These show plainly enough that the Militia comprised all males physically capable of acting in concert for the common defense. "A body of citizens enrolled for military discipline." And further, that ordinarily, when called for service these men were expected to appear bearing arms supplied by **themselves** and of the kind in common use at the time. Thus, for the keeping and bearing of a firearm to be constitutionally protected, the firearm should be a militia-type arm.
The case also made clear that the militia consisted of "all males physically capable of acting in concert for the common defense" and that "when called for service these men were expected to appear bearing arms supplied by themselves and of the kind in common use at the time."
In setting forth this definition of the militia, the Court implicitly rejected the view that the Second Amendment guarantees a right only to those individuals who are members of the militia.
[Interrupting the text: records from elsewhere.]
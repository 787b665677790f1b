//! KeyboardDecoder: turns a stream of scan codes into keys plus modifier state.
//!
//! The decoder owns exactly one piece of mutable state, the live
//! [`ModifierFlags`], and borrows a [`Keymap`] for its whole lifetime.
//!
//! # Decoding one scan code (for beginners)
//!
//! 1. Look the scan code up in the keymap's `default` table.
//! 2. **Modifiers first.**  If the scan code is a release code for a modifier,
//!    or its default key *is* a modifier, update the modifier state and stop.
//!    The caller gets a [`DecodedKey`] with `is_modifier == true`.
//! 3. Otherwise pick the layer: `shift` if Shift is held, else `alt` if Alt is
//!    held, else the default key from step 1.  A held layer is authoritative:
//!    a scan code missing from it decodes to no key at all.
//! 4. With Caps Lock on, letters are folded to upper case, or to lower case
//!    when Shift is also held.
//!
//! Decoding never fails.  An unknown scan code decodes to `key: None`.
//!
//! Calls must be serialized by the caller: one decoder per physical keyboard,
//! driven from a single event path.

use thiserror::Error;
use tracing::{debug, trace};

use super::key::Key;
use super::keymap::{Keymap, ScanCode};
use super::modifiers::{Modifier, ModifierFlags};

/// Error type for decoder construction.
#[derive(Debug, Error, PartialEq, Eq)]
pub enum KeyboardError {
    /// No keymap was supplied for the attached keyboard.
    #[error("keymap is required")]
    MissingKeymap,
}

/// Result of decoding a single scan code.
#[derive(Debug, Clone, Copy, PartialEq, Eq)]
pub struct DecodedKey {
    /// The resolved key, or `None` if the scan code means nothing under the
    /// current modifiers.
    pub key: Option<Key>,
    /// Modifier state after this scan code was applied.
    pub modifiers: ModifierFlags,
    /// `true` if the scan code changed (or was a no-op release of) a modifier.
    pub is_modifier: bool,
}

/// Stateful scan code decoder for one attached keyboard.
#[derive(Debug, Clone)]
pub struct KeyboardDecoder<'a> {
    keymap: &'a Keymap,
    modifiers: ModifierFlags,
}

impl<'a> KeyboardDecoder<'a> {
    /// Creates a decoder with all modifiers released.
    pub fn new(keymap: &'a Keymap) -> Self {
        Self {
            keymap,
            modifiers: ModifierFlags::NONE,
        }
    }

    /// Creates a decoder from an optional keymap, as returned by a layout lookup.
    ///
    /// # Errors
    ///
    /// Returns [`KeyboardError::MissingKeymap`] immediately if `keymap` is
    /// `None`, rather than deferring the failure to the first decode.
    pub fn try_new(keymap: Option<&'a Keymap>) -> Result<Self, KeyboardError> {
        keymap.map(Self::new).ok_or(KeyboardError::MissingKeymap)
    }

    /// The keymap this decoder translates with.
    pub fn keymap(&self) -> &'a Keymap {
        self.keymap
    }

    /// Current modifier state.
    pub fn modifiers(&self) -> ModifierFlags {
        self.modifiers
    }

    /// Releases every modifier, including a latched Caps Lock.
    pub fn reset(&mut self) {
        self.modifiers = ModifierFlags::NONE;
    }

    /// Decodes one scan code, updating the modifier state.
    pub fn decode(&mut self, scan_code: ScanCode) -> DecodedKey {
        let candidate = self.keymap.default_key(scan_code);

        if self.apply_modifiers(scan_code, candidate) {
            return DecodedKey {
                key: candidate,
                modifiers: self.modifiers,
                is_modifier: true,
            };
        }

        // Shift wins over Alt when both are held.
        let key = if self.modifiers.is_shift() {
            self.keymap.shift_key(scan_code)
        } else if self.modifiers.is_alt() {
            self.keymap.alt_key(scan_code)
        } else {
            candidate
        };

        let key = match key {
            Some(key) => self.fold_case(key),
            None => {
                trace!(
                    "scan code 0x{scan_code:02x} has no key under modifiers {:?}",
                    self.modifiers
                );
                return DecodedKey {
                    key: None,
                    modifiers: self.modifiers,
                    is_modifier: false,
                };
            }
        };

        DecodedKey {
            key: Some(key),
            modifiers: self.modifiers,
            is_modifier: false,
        }
    }

    /// Updates the modifier state for `scan_code`.
    ///
    /// Returns `true` if the scan code was a modifier event, in which case no
    /// key resolution should follow.
    fn apply_modifiers(&mut self, scan_code: ScanCode, candidate: Option<Key>) -> bool {
        if let Some(released) = self.keymap.released_key(scan_code) {
            // Releases of ordinary keys carry no action and decode normally.
            if let Some(modifier) = Modifier::from_key(released) {
                self.modifiers.release(modifier);
                debug!(
                    "released {modifier:?} (scan code 0x{scan_code:02x}), modifiers now {:?}",
                    self.modifiers
                );
                return true;
            }
            return false;
        }

        match candidate.and_then(Modifier::from_key) {
            Some(modifier) => {
                self.modifiers.press(modifier);
                debug!(
                    "pressed {modifier:?} (scan code 0x{scan_code:02x}), modifiers now {:?}",
                    self.modifiers
                );
                true
            }
            None => false,
        }
    }

    /// Caps Lock alone upper-cases letters; Caps Lock with Shift lower-cases them.
    fn fold_case(&self, key: Key) -> Key {
        if !self.modifiers.is_caps_lock() || !key.is_alphabetic() {
            return key;
        }
        if self.modifiers.is_shift() {
            key.to_lowercase()
        } else {
            key.to_uppercase()
        }
    }
}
Had the Court viewed the Second Amendment as guaranteeing the right to keep and bear arms only to "all males physically capable of acting in concert for the common defense," it would certainly have discussed whether, on remand, there should also be evidence that the defendants met the qualifications for inclusion in the militia, much as it did with regard to the militia use of a short-barrelled shotgun.
As for what does the term militia mean as written into our laws?
Militia: composition and classes(a) The militia of the United States consists of all able-bodied males at least 17 years of age and, except as provided in section 313 of title 32, under 45 years of age who are, or who have made a declaration of intention to become, citizens of the United States and of female citizens of the United States who are members of the National Guard.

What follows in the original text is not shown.